Posted on Jul 12, 2022

In day-to-day practice, we come across amusing instances that stump the doctor for a moment. This was one of them. This will be understood better if read in the light of the common Indian socio cultural mindset regarding children and marriage. I usually ask ladies whether they’re likely to be pregnant, so that I can avoid potentially harmful drugs, in case they are.

I had just finished listening to a young lady. She had walked in alone. Looked well groomed; dressed in what most of the 100% literate society here would derisively call “modern” – i.e jeans and a top. Lipstick, yes. Well touched eyes. A fancy, glittery handbag, yes. Looked like she’s spent 5K on her hair this week, yes. Literate? Definitely yes, since she was looking into her mobile every 30 seconds or so. Looked busy, yes or at least pretended to be. But not in a real hurry to go anywhere. We discussed her problem which was not so difficult to manage. At the same time, my attempts at a careful thought process and communication to help her recover from her seemingly trivial illness were frequently being distracted by her attention into her mobile phone.

I say nothing to such distracters now. After all, it’s their life. There is a prominent notice on my consultation door, in two languages- English and local- requesting people in the waiting area to “kindly” switch off their phones BEFORE entering the doctor’s room. The words have had little effect. If people from a proudly 100% literate state fail to comply with a simple suggestion, I usually don’t spend any more time requesting them to keep their mobiles aside. Previously, when I did, however politely, their faces frequently put up purposeful cringes. At best, there would be mocking apologies. The apologies were usually followed by closing whatever windows they had used the whole day or week, touching various buttons to put the phone in silent mode, and then switching off their mobiles, and then keep staring at the screen till it went completely blank. This took another full precious minute. On busy days, even these single minutes saved, when added up, would result in avoiding confrontations with the last few patients for the day.

Instead, if someone’s obsession with their mobile phone keeps distracting me too much, I now actually put it in the case notes– so in case they come with accusations of negligence later on, I know what to show them. I don’t know if we realize it. Using the mobile phone when a consultation is on can lead to poor communication and errors in decision making for both parties.

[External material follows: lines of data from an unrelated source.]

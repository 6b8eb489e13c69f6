//! StoryReel Core Engine
//!
//! Segmentation, segment bookkeeping, cost gating and the sequential
//! generation orchestrator.

pub mod ai;
pub mod continuity;
pub mod cost;
pub mod fs;
pub mod generative;
pub mod orchestrator;
pub mod segmentation;
pub mod segments;
pub mod settings;

// Re-export common types
mod types;
pub use types::*;

mod error;
pub use error::*;

#[cfg(test)]
mod tests_scenarios;
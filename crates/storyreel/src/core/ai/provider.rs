//! AI Provider Module
//!
//! Defines the trait and types for LLM providers used by segmentation,
//! semantic expansion and dialogue implantation.

use std::collections::VecDeque;
use std::sync::atomic::{AtomicUsize, Ordering};
use std::sync::Mutex;

use async_trait::async_trait;
use serde::{Deserialize, Serialize};

use crate::core::{CoreError, CoreResult};

// =============================================================================
// AI Provider Trait
// =============================================================================

/// Trait for LLM providers (hosted APIs, local models, etc.)
#[async_trait]
pub trait AIProvider: Send + Sync {
    /// Returns the provider name
    fn name(&self) -> &str;

    /// Generates a completion from a prompt
    async fn complete(&self, request: CompletionRequest) -> CoreResult<CompletionResponse>;

    /// Checks if the provider is configured and usable
    fn is_available(&self) -> bool;
}

// =============================================================================
// Completion Request
// =============================================================================

/// Request for text completion
#[derive(Clone, Debug, PartialEq, Serialize, Deserialize)]
#[serde(rename_all = "camelCase")]
pub struct CompletionRequest {
    /// System prompt/instructions
    pub system: Option<String>,
    /// User prompt
    pub prompt: String,
    /// Maximum tokens to generate
    pub max_tokens: Option<u32>,
    /// Temperature (0.0 - 2.0)
    pub temperature: Option<f32>,
    /// Whether to return JSON
    pub json_mode: bool,
}

impl CompletionRequest {
    /// Creates a new completion request
    pub fn new(prompt: &str) -> Self {
        Self {
            system: None,
            prompt: prompt.to_string(),
            max_tokens: None,
            temperature: None,
            json_mode: false,
        }
    }

    /// Sets the system prompt
    pub fn with_system(mut self, system: &str) -> Self {
        self.system = Some(system.to_string());
        self
    }

    /// Sets the maximum tokens
    pub fn with_max_tokens(mut self, max_tokens: u32) -> Self {
        self.max_tokens = Some(max_tokens);
        self
    }

    /// Sets the temperature
    pub fn with_temperature(mut self, temperature: f32) -> Self {
        self.temperature = Some(temperature);
        self
    }

    /// Enables JSON mode
    pub fn with_json_mode(mut self) -> Self {
        self.json_mode = true;
        self
    }
}

// =============================================================================
// Completion Response
// =============================================================================

/// Response from text completion
#[derive(Clone, Debug, Serialize, Deserialize)]
#[serde(rename_all = "camelCase")]
pub struct CompletionResponse {
    /// Generated text
    pub text: String,
    /// Model that answered
    pub model: String,
}

// =============================================================================
// Mock Providers
// =============================================================================

/// Scriptable provider for tests and offline runs.
///
/// Queued responses are consumed first, one per call; afterwards every call
/// returns the default response. Every request is recorded.
pub struct MockAIProvider {
    name: String,
    default_response: String,
    queued: Mutex<VecDeque<CoreResult<String>>>,
    requests: Mutex<Vec<CompletionRequest>>,
    available: bool,
}

impl MockAIProvider {
    /// Creates a new mock provider
    pub fn new(name: &str) -> Self {
        Self {
            name: name.to_string(),
            default_response: "Mock response".to_string(),
            queued: Mutex::new(VecDeque::new()),
            requests: Mutex::new(Vec::new()),
            available: true,
        }
    }

    /// Sets the response returned once the queue is drained
    pub fn with_response(mut self, response: &str) -> Self {
        self.default_response = response.to_string();
        self
    }

    /// Queues a one-shot response
    pub fn with_queued_response(self, response: &str) -> Self {
        self.push(Ok(response.to_string()));
        self
    }

    /// Queues a one-shot failure
    pub fn with_queued_error(self, message: &str) -> Self {
        self.push(Err(CoreError::AIRequestFailed(message.to_string())));
        self
    }

    /// Sets availability
    pub fn with_available(mut self, available: bool) -> Self {
        self.available = available;
        self
    }

    /// Requests received so far
    pub fn requests(&self) -> Vec<CompletionRequest> {
        match self.requests.lock() {
            Ok(guard) => guard.clone(),
            Err(poisoned) => poisoned.into_inner().clone(),
        }
    }

    fn push(&self, item: CoreResult<String>) {
        if let Ok(mut queue) = self.queued.lock() {
            queue.push_back(item);
        }
    }
}

#[async_trait]
impl AIProvider for MockAIProvider {
    fn name(&self) -> &str {
        &self.name
    }

    async fn complete(&self, request: CompletionRequest) -> CoreResult<CompletionResponse> {
        if let Ok(mut requests) = self.requests.lock() {
            requests.push(request);
        }

        if !self.available {
            return Err(CoreError::AIRequestFailed("Provider not available".to_string()));
        }

        let next = self
            .queued
            .lock()
            .ok()
            .and_then(|mut queue| queue.pop_front());

        let text = match next {
            Some(result) => result?,
            None => self.default_response.clone(),
        };

        Ok(CompletionResponse {
            text,
            model: "mock-model".to_string(),
        })
    }

    fn is_available(&self) -> bool {
        self.available
    }
}

/// Provider whose every completion fails. Counts attempts.
pub struct FailingAIProvider {
    message: String,
    calls: AtomicUsize,
}

impl FailingAIProvider {
    pub fn new(message: &str) -> Self {
        Self {
            message: message.to_string(),
            calls: AtomicUsize::new(0),
        }
    }

    /// Number of `complete` calls received
    pub fn call_count(&self) -> usize {
        self.calls.load(Ordering::SeqCst)
    }
}

#[async_trait]
impl AIProvider for FailingAIProvider {
    fn name(&self) -> &str {
        "failing"
    }

    async fn complete(&self, _request: CompletionRequest) -> CoreResult<CompletionResponse> {
        self.calls.fetch_add(1, Ordering::SeqCst);
        Err(CoreError::AIRequestFailed(self.message.clone()))
    }

    fn is_available(&self) -> bool {
        true
    }
}

// =============================================================================
// Tests
// =============================================================================
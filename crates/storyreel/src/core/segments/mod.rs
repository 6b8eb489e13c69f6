//! Segment Model
//!
//! A segment is one planned clip. The collection keeps segments ordered and
//! linked to their nearest enabled neighbours; every edit goes through
//! [`SegmentCommand`].

mod collection;
mod commands;
mod shared;

pub use collection::{CollectionSummary, SegmentCollection};
pub use commands::{CommandResult, SegmentCommand, StateChange};
pub use shared::SharedSegments;

use serde::{Deserialize, Serialize};

use crate::core::{new_id, SegmentId, TimeSec};

// =============================================================================
// Generation State
// =============================================================================

/// Per-segment generation state
#[derive(Clone, Debug, PartialEq, Serialize, Deserialize, Default)]
#[serde(tag = "state", rename_all = "camelCase")]
pub enum GenerationState {
    #[default]
    Idle,
    Queued,
    Generating,
    ExtractingFrame,
    Completed,
    Failed {
        reason: String,
    },
}

impl GenerationState {
    /// Failed state with the given reason
    pub fn failed(reason: impl Into<String>) -> Self {
        GenerationState::Failed {
            reason: reason.into(),
        }
    }

    /// Short label used in logs and errors
    pub fn label(&self) -> &'static str {
        match self {
            GenerationState::Idle => "idle",
            GenerationState::Queued => "queued",
            GenerationState::Generating => "generating",
            GenerationState::ExtractingFrame => "extractingFrame",
            GenerationState::Completed => "completed",
            GenerationState::Failed { .. } => "failed",
        }
    }

    /// Whether the transition `self -> next` is legal
    pub fn can_transition_to(&self, next: &GenerationState) -> bool {
        use GenerationState::*;
        matches!(
            (self, next),
            (Idle, Queued)
                | (Queued, Idle)
                | (Queued, Generating)
                | (Generating, ExtractingFrame)
                | (Generating, Completed)
                | (Generating, Failed { .. })
                | (ExtractingFrame, Completed)
                | (Failed { .. }, Queued)
        )
    }

    /// Segments in these states can no longer be edited
    pub fn is_locked(&self) -> bool {
        matches!(
            self,
            GenerationState::Queued
                | GenerationState::Generating
                | GenerationState::ExtractingFrame
                | GenerationState::Completed
        )
    }

    pub fn is_completed(&self) -> bool {
        matches!(self, GenerationState::Completed)
    }

    pub fn is_failed(&self) -> bool {
        matches!(self, GenerationState::Failed { .. })
    }

    /// Failure reason, if failed
    pub fn failure_reason(&self) -> Option<&str> {
        match self {
            GenerationState::Failed { reason } => Some(reason),
            _ => None,
        }
    }
}

impl std::fmt::Display for GenerationState {
    fn fmt(&self, f: &mut std::fmt::Formatter<'_>) -> std::fmt::Result {
        match self {
            GenerationState::Failed { reason } => write!(f, "failed({reason})"),
            other => f.write_str(other.label()),
        }
    }
}

// =============================================================================
// Captured Frame
// =============================================================================

/// Still frame sampled near the end of a finished clip
#[derive(Clone, Debug, PartialEq, Serialize, Deserialize)]
#[serde(rename_all = "camelCase")]
pub struct CapturedFrame {
    /// Encoded image bytes
    pub data: Vec<u8>,
    /// MIME type of `data`
    pub mime_type: String,
    /// Sample position within the source clip
    pub at_sec: TimeSec,
    pub width: Option<u32>,
    pub height: Option<u32>,
}

impl CapturedFrame {
    /// JPEG frame without known dimensions
    pub fn jpeg(data: Vec<u8>, at_sec: TimeSec) -> Self {
        Self {
            data,
            mime_type: "image/jpeg".to_string(),
            at_sec,
            width: None,
            height: None,
        }
    }

    pub fn with_dimensions(mut self, width: u32, height: u32) -> Self {
        self.width = Some(width);
        self.height = Some(height);
        self
    }

    pub fn is_empty(&self) -> bool {
        self.data.is_empty()
    }
}

// =============================================================================
// Segment
// =============================================================================

/// One planned clip
#[derive(Clone, Debug, PartialEq, Serialize, Deserialize)]
#[serde(rename_all = "camelCase")]
pub struct Segment {
    pub id: SegmentId,
    /// Prompt text for the scene
    pub text: String,
    /// Position in the collection, contiguous from 0
    pub order: usize,
    /// Seconds
    pub duration: TimeSec,
    pub is_enabled: bool,
    /// Nearest enabled segment with a lower order
    pub previous_segment_id: Option<SegmentId>,
    /// Nearest enabled segment with a higher order
    pub next_segment_id: Option<SegmentId>,
    #[serde(default)]
    pub generation_state: GenerationState,
    #[serde(default, skip_serializing_if = "Option::is_none")]
    pub last_frame: Option<CapturedFrame>,
}

impl Segment {
    /// Creates an enabled, idle segment with a fresh id
    pub fn new(text: &str, duration: TimeSec) -> Self {
        Self {
            id: new_id(),
            text: text.to_string(),
            order: 0,
            duration,
            is_enabled: true,
            previous_segment_id: None,
            next_segment_id: None,
            generation_state: GenerationState::Idle,
            last_frame: None,
        }
    }

    /// Sets a caller-chosen id
    pub fn with_id(mut self, id: &str) -> Self {
        self.id = id.to_string();
        self
    }

    pub fn with_enabled(mut self, enabled: bool) -> Self {
        self.is_enabled = enabled;
        self
    }

    /// Word count of the prompt text
    pub fn word_count(&self) -> usize {
        self.text.split_whitespace().count()
    }

    /// Display name used for generated clips, e.g. `segment_003`
    pub fn generation_name(&self) -> String {
        format!("segment_{:03}", self.order + 1)
    }
}
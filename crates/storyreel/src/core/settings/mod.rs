//! Settings Persistence System
//!
//! Provides persistent engine settings with:
//! - Atomic file writes (temp file + rename)
//! - Tolerant normalization instead of validation failures
//! - Translation into the core's runtime configuration types
//!
//! Storage location: {config_dir}/settings.json

use serde::{Deserialize, Serialize};
use std::fs;
use std::fs::OpenOptions;
use std::path::PathBuf;
use std::time::Duration;

use tracing::{info, warn};

use crate::core::{
    ai::LlmCallOptions,
    cost::FeatureSet,
    fs::atomic_write_json_pretty,
    orchestrator::{OrchestratorConfig, DEFAULT_CONTINUITY_INSTRUCTION},
    segmentation::{ExpansionStyle, SegmentationConstraints, SegmentationMode, SegmentationOptions},
    CoreError, CoreResult, Credits,
};

/// Settings schema version for migration support
pub const SETTINGS_VERSION: u32 = 1;

/// Settings file name
pub const SETTINGS_FILE: &str = "settings.json";

/// Lock file name (advisory lock to prevent concurrent writers)
pub const SETTINGS_LOCK_FILE: &str = "settings.json.lock";

/// Application settings
#[derive(Debug, Clone, Serialize, Deserialize, PartialEq)]
#[serde(rename_all = "camelCase")]
pub struct AppSettings {
    /// Schema version for migrations
    #[serde(default = "default_version")]
    pub version: u32,

    /// Script segmentation
    #[serde(default)]
    pub segmentation: SegmentationSettings,

    /// Sequential clip generation
    #[serde(default)]
    pub generation: GenerationSettings,

    /// LLM call bounds
    #[serde(default)]
    pub llm: LlmSettings,

    /// Credit balance
    #[serde(default)]
    pub billing: BillingSettings,
}

fn default_version() -> u32 {
    SETTINGS_VERSION
}

impl Default for AppSettings {
    fn default() -> Self {
        Self {
            version: SETTINGS_VERSION,
            segmentation: SegmentationSettings::default(),
            generation: GenerationSettings::default(),
            llm: LlmSettings::default(),
            billing: BillingSettings::default(),
        }
    }
}

impl AppSettings {
    /// Normalizes and clamps settings so persisted state is always valid.
    ///
    /// Bad values are corrected instead of rejected, so an old or hand-edited
    /// file never prevents startup.
    pub fn normalize(&mut self) {
        self.version = SETTINGS_VERSION;

        let seg = &mut self.segmentation;
        seg.max_segments = seg.max_segments.clamp(1, 200);
        seg.max_tokens_per_segment = seg.max_tokens_per_segment.clamp(8, 2000);
        seg.target_duration = clamp_f64(seg.target_duration, 1.0, 60.0);
        seg.max_duration = clamp_f64(seg.max_duration, seg.target_duration, 120.0);

        let generation = &mut self.generation;
        generation.call_timeout_secs = generation.call_timeout_secs.clamp(10, 3600);
        generation.max_retries_per_segment = generation.max_retries_per_segment.min(10);
        generation.frame_sample_fraction = if generation.frame_sample_fraction.is_finite() {
            generation.frame_sample_fraction.clamp(0.05, 0.99)
        } else {
            default_frame_sample_fraction()
        };

        let llm = &mut self.llm;
        llm.timeout_secs = llm.timeout_secs.clamp(1, 600);
        llm.max_retries = llm.max_retries.min(10);
        llm.temperature = if llm.temperature.is_finite() {
            llm.temperature.clamp(0.0, 2.0)
        } else {
            default_temperature()
        };
        llm.max_tokens = llm.max_tokens.clamp(64, 32_000);
    }

    /// Segmentation caps and targets
    pub fn segmentation_constraints(&self) -> SegmentationConstraints {
        SegmentationConstraints {
            max_segments: self.segmentation.max_segments as usize,
            max_tokens_per_segment: self.segmentation.max_tokens_per_segment as usize,
            target_duration: self.segmentation.target_duration,
            max_duration: self.segmentation.max_duration,
        }
    }

    /// Full segmentation request options
    pub fn segmentation_options(&self) -> SegmentationOptions {
        SegmentationOptions {
            mode: self.segmentation.mode,
            constraints: self.segmentation_constraints(),
            enable_semantic_expansion: self.segmentation.enable_semantic_expansion,
            expansion_style: self.segmentation.expansion_style,
            enable_dialogue_implantation: self.segmentation.enable_dialogue_implantation,
        }
    }

    /// Pipeline features that carry a per-segment surcharge
    pub fn feature_set(&self) -> FeatureSet {
        FeatureSet {
            enhancement: self.generation.features.enhancement,
            continuity: self.generation.continuity_enabled,
            camera_direction: self.generation.features.camera_direction,
            lighting: self.generation.features.lighting,
        }
    }

    /// Orchestrator policy
    pub fn orchestrator_config(&self) -> OrchestratorConfig {
        OrchestratorConfig {
            continuity_enabled: self.generation.continuity_enabled,
            call_timeout: Duration::from_secs(self.generation.call_timeout_secs),
            max_retries_per_segment: self.generation.max_retries_per_segment,
            frame_sample_fraction: self.generation.frame_sample_fraction,
            continuity_instruction: DEFAULT_CONTINUITY_INSTRUCTION.to_string(),
        }
    }

    /// Per-call LLM bounds
    pub fn llm_options(&self) -> LlmCallOptions {
        LlmCallOptions {
            timeout: Duration::from_secs(self.llm.timeout_secs),
            max_retries: self.llm.max_retries,
            temperature: self.llm.temperature,
            max_tokens: self.llm.max_tokens,
        }
    }
}

fn clamp_f64(value: f64, min: f64, max: f64) -> f64 {
    if !value.is_finite() {
        return min;
    }
    value.clamp(min, max)
}

// =============================================================================
// Sections
// =============================================================================

/// Segmentation settings
#[derive(Debug, Clone, Serialize, Deserialize, PartialEq)]
#[serde(rename_all = "camelCase")]
pub struct SegmentationSettings {
    #[serde(default)]
    pub mode: SegmentationMode,

    #[serde(default = "default_false")]
    pub enable_semantic_expansion: bool,

    #[serde(default)]
    pub expansion_style: ExpansionStyle,

    #[serde(default = "default_max_segments")]
    pub max_segments: u32,

    #[serde(default = "default_max_tokens_per_segment")]
    pub max_tokens_per_segment: u32,

    /// Seconds
    #[serde(default = "default_target_duration")]
    pub target_duration: f64,

    /// Seconds
    #[serde(default = "default_max_duration")]
    pub max_duration: f64,

    #[serde(default = "default_false")]
    pub enable_dialogue_implantation: bool,
}

impl Default for SegmentationSettings {
    fn default() -> Self {
        Self {
            mode: SegmentationMode::default(),
            enable_semantic_expansion: false,
            expansion_style: ExpansionStyle::default(),
            max_segments: default_max_segments(),
            max_tokens_per_segment: default_max_tokens_per_segment(),
            target_duration: default_target_duration(),
            max_duration: default_max_duration(),
            enable_dialogue_implantation: false,
        }
    }
}

fn default_max_segments() -> u32 {
    20
}

fn default_max_tokens_per_segment() -> u32 {
    120
}

fn default_target_duration() -> f64 {
    5.0
}

fn default_max_duration() -> f64 {
    10.0
}

fn default_true() -> bool {
    true
}

fn default_false() -> bool {
    false
}

/// Generation settings
#[derive(Debug, Clone, Serialize, Deserialize, PartialEq)]
#[serde(rename_all = "camelCase")]
pub struct GenerationSettings {
    #[serde(default = "default_true")]
    pub continuity_enabled: bool,

    #[serde(default = "default_call_timeout_secs")]
    pub call_timeout_secs: u64,

    #[serde(default = "default_max_retries_per_segment")]
    pub max_retries_per_segment: u32,

    /// Position of the continuity frame, as a fraction of clip duration
    #[serde(default = "default_frame_sample_fraction")]
    pub frame_sample_fraction: f64,

    #[serde(default)]
    pub features: FeatureSettings,
}

impl Default for GenerationSettings {
    fn default() -> Self {
        Self {
            continuity_enabled: true,
            call_timeout_secs: default_call_timeout_secs(),
            max_retries_per_segment: default_max_retries_per_segment(),
            frame_sample_fraction: default_frame_sample_fraction(),
            features: FeatureSettings::default(),
        }
    }
}

fn default_call_timeout_secs() -> u64 {
    300
}

fn default_max_retries_per_segment() -> u32 {
    3
}

fn default_frame_sample_fraction() -> f64 {
    0.9
}

/// Optional enhancement features
#[derive(Debug, Clone, Default, Serialize, Deserialize, PartialEq)]
#[serde(rename_all = "camelCase")]
pub struct FeatureSettings {
    #[serde(default)]
    pub enhancement: bool,
    #[serde(default)]
    pub camera_direction: bool,
    #[serde(default)]
    pub lighting: bool,
}

/// LLM settings
#[derive(Debug, Clone, Serialize, Deserialize, PartialEq)]
#[serde(rename_all = "camelCase")]
pub struct LlmSettings {
    #[serde(default = "default_llm_timeout_secs")]
    pub timeout_secs: u64,

    #[serde(default = "default_llm_max_retries")]
    pub max_retries: u32,

    #[serde(default = "default_temperature")]
    pub temperature: f32,

    #[serde(default = "default_max_tokens")]
    pub max_tokens: u32,
}

impl Default for LlmSettings {
    fn default() -> Self {
        Self {
            timeout_secs: default_llm_timeout_secs(),
            max_retries: default_llm_max_retries(),
            temperature: default_temperature(),
            max_tokens: default_max_tokens(),
        }
    }
}

fn default_llm_timeout_secs() -> u64 {
    30
}

fn default_llm_max_retries() -> u32 {
    2
}

fn default_temperature() -> f32 {
    0.4
}

fn default_max_tokens() -> u32 {
    2048
}

/// Billing settings
#[derive(Debug, Clone, Default, Serialize, Deserialize, PartialEq)]
#[serde(rename_all = "camelCase")]
pub struct BillingSettings {
    #[serde(default)]
    pub credit_balance: Credits,

    /// Development override: every run is affordable
    #[serde(default)]
    pub unlimited: bool,
}

// =============================================================================
// Manager
// =============================================================================

/// Settings manager for loading, saving, and resetting settings
pub struct SettingsManager {
    settings_path: PathBuf,
}

impl SettingsManager {
    /// Create a new settings manager rooted at the given config directory
    pub fn new(config_dir: PathBuf) -> Self {
        Self {
            settings_path: config_dir.join(SETTINGS_FILE),
        }
    }

    /// Manager for the platform config directory (`<config>/storyreel`)
    pub fn for_user() -> CoreResult<Self> {
        let base = dirs::config_dir().ok_or_else(|| {
            CoreError::NotSupported("no configuration directory on this platform".to_string())
        })?;
        Ok(Self::new(base.join("storyreel")))
    }

    fn lock_path(&self) -> PathBuf {
        self.settings_path
            .parent()
            .unwrap_or_else(|| std::path::Path::new("."))
            .join(SETTINGS_LOCK_FILE)
    }

    fn with_lock<T>(&self, exclusive: bool, op: impl FnOnce() -> CoreResult<T>) -> CoreResult<T> {
        if let Some(parent) = self.settings_path.parent() {
            fs::create_dir_all(parent)?;
        }

        let lock_file = OpenOptions::new()
            .create(true)
            .read(true)
            .write(true)
            .truncate(false)
            .open(self.lock_path())?;

        if exclusive {
            fs2::FileExt::lock_exclusive(&lock_file)?;
        } else {
            fs2::FileExt::lock_shared(&lock_file)?;
        }

        let result = op();

        if let Err(e) = fs2::FileExt::unlock(&lock_file) {
            warn!("Failed to unlock settings lock file: {}", e);
        }

        result
    }

    /// Get the settings file path
    pub fn settings_path(&self) -> &PathBuf {
        &self.settings_path
    }

    /// Load settings from disk, returning defaults if the file is missing or unreadable
    pub fn load(&self) -> AppSettings {
        let result = self.with_lock(false, || {
            if !self.settings_path.exists() {
                info!("Settings file not found, using defaults");
                return Ok(AppSettings::default());
            }

            let content = fs::read_to_string(&self.settings_path)?;
            let mut settings = serde_json::from_str::<AppSettings>(&content)?;
            settings.normalize();
            Ok(settings)
        });

        match result {
            Ok(settings) => settings,
            Err(e) => {
                warn!("Failed to load settings, using defaults: {}", e);
                AppSettings::default()
            }
        }
    }

    /// Save settings to disk using atomic write (temp file + rename)
    pub fn save(&self, settings: &AppSettings) -> CoreResult<AppSettings> {
        self.with_lock(true, || {
            let mut normalized = settings.clone();
            normalized.normalize();

            atomic_write_json_pretty(&self.settings_path, &normalized)?;

            info!("Settings saved to {:?}", self.settings_path);
            Ok(normalized)
        })
    }

    /// Reset settings to defaults and delete the settings file
    pub fn reset(&self) -> CoreResult<AppSettings> {
        self.with_lock(true, || {
            if self.settings_path.exists() {
                fs::remove_file(&self.settings_path)?;
                info!("Settings file deleted");
            }
            Ok(AppSettings::default())
        })
    }
}
//! Video Generation Types
//!
//! Request and result models exchanged with the external text-to-video
//! backend.

use std::path::PathBuf;

use serde::{Deserialize, Serialize};

use crate::core::{new_id, ClipId, CoreError, CoreResult, TimeSec};

// =============================================================================
// Request
// =============================================================================

/// One clip generation request
#[derive(Debug, Clone, PartialEq, Serialize, Deserialize)]
#[serde(rename_all = "camelCase")]
pub struct VideoGenerationRequest {
    /// Prompt text, including any continuity instruction
    pub prompt: String,
    /// Encoded still used as a visual anchor (continuity frame)
    #[serde(default, skip_serializing_if = "Option::is_none")]
    pub reference_image: Option<Vec<u8>>,
    /// Requested clip length in seconds
    pub duration_sec: TimeSec,
    /// Clip display name, e.g. `segment_002`
    pub name: String,
}

impl VideoGenerationRequest {
    pub fn new(prompt: impl Into<String>, duration_sec: TimeSec, name: impl Into<String>) -> Self {
        Self {
            prompt: prompt.into(),
            reference_image: None,
            duration_sec,
            name: name.into(),
        }
    }

    /// Attaches a reference image
    pub fn with_reference_image(mut self, image: Vec<u8>) -> Self {
        self.reference_image = Some(image);
        self
    }

    pub fn has_reference(&self) -> bool {
        self.reference_image.is_some()
    }

    /// Validates request fields before it is sent
    pub fn validate(&self) -> CoreResult<()> {
        if self.prompt.trim().is_empty() {
            return Err(CoreError::ValidationError("Prompt cannot be empty".to_string()));
        }
        if !self.duration_sec.is_finite() || self.duration_sec <= 0.0 {
            return Err(CoreError::ValidationError(format!(
                "Duration must be positive, got {}",
                self.duration_sec
            )));
        }
        if matches!(&self.reference_image, Some(bytes) if bytes.is_empty()) {
            return Err(CoreError::ValidationError(
                "Reference image is empty".to_string(),
            ));
        }
        Ok(())
    }
}

// =============================================================================
// Result
// =============================================================================

/// Handle to a finished clip returned by the backend.
///
/// Backends either hand back the encoded bytes or a local file they wrote.
#[derive(Debug, Clone, PartialEq, Serialize, Deserialize)]
#[serde(rename_all = "camelCase")]
pub struct ClipHandle {
    pub id: ClipId,
    #[serde(default, skip_serializing_if = "Option::is_none")]
    pub path: Option<PathBuf>,
    #[serde(default, skip_serializing_if = "Option::is_none")]
    pub data: Option<Vec<u8>>,
    pub duration_sec: TimeSec,
    pub mime_type: String,
}

impl ClipHandle {
    /// In-memory MP4 clip
    pub fn from_bytes(data: Vec<u8>, duration_sec: TimeSec) -> Self {
        Self {
            id: new_id(),
            path: None,
            data: Some(data),
            duration_sec,
            mime_type: "video/mp4".to_string(),
        }
    }

    /// Clip already on disk
    pub fn from_path(path: impl Into<PathBuf>, duration_sec: TimeSec) -> Self {
        Self {
            id: new_id(),
            path: Some(path.into()),
            data: None,
            duration_sec,
            mime_type: "video/mp4".to_string(),
        }
    }

    /// Reads the clip's bytes from memory or disk
    pub async fn read_bytes(&self) -> CoreResult<Vec<u8>> {
        if let Some(data) = &self.data {
            return Ok(data.clone());
        }
        match &self.path {
            Some(path) => Ok(tokio::fs::read(path).await?),
            None => Err(CoreError::Storage(format!("Clip {} has no content", self.id))),
        }
    }
}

Let's come back to our young lady.

Dr (in all seriousness): “Madam, are you married?”

Young Lady: “Yes”.

Dr: “Are you likely to be pregnant?”

Young lady (distracted by her mobile, smiling at something): “I don’t know. My husband will be back after 2 more months”.

It sunk in a second I’m puzzled about the timing of that smile- was it the joke in her mobile, or was it her own response to the doctor’s question?? Now that will remain a mystery. For the problem she came to see me for, I decided that I didn’t need to know her intimate details. But I’m still wondering whether to put her exact words on permanent record, potentially inviting trouble for her later on. Technically, nothing wrong with that. Isn’t it? But in the end, you know how tolerant and alert and careful and what a nice chap your family doctor is we proceeded to discuss this point. In the end, we had a good laugh and she promised never to let the mobile distract her when she’s in the midst of anything else that deserves due respect. That’s why one should be attentive when the doctor is trying to help. Of course, one may expect the doctor also to stay away from the mobile. Believe me, we try our level best. But we do have to attend to genuine calls. It’s not practically possible for the doctor to switch off the mobile for hours at a stretch while at work- in fact, the mobile is a vital need for the 8-12 or 36 hour shifts for the doctor while at work. Its common sense.

All we request from patients and carers is to keep it away during the 5-30 minutes of the consultation.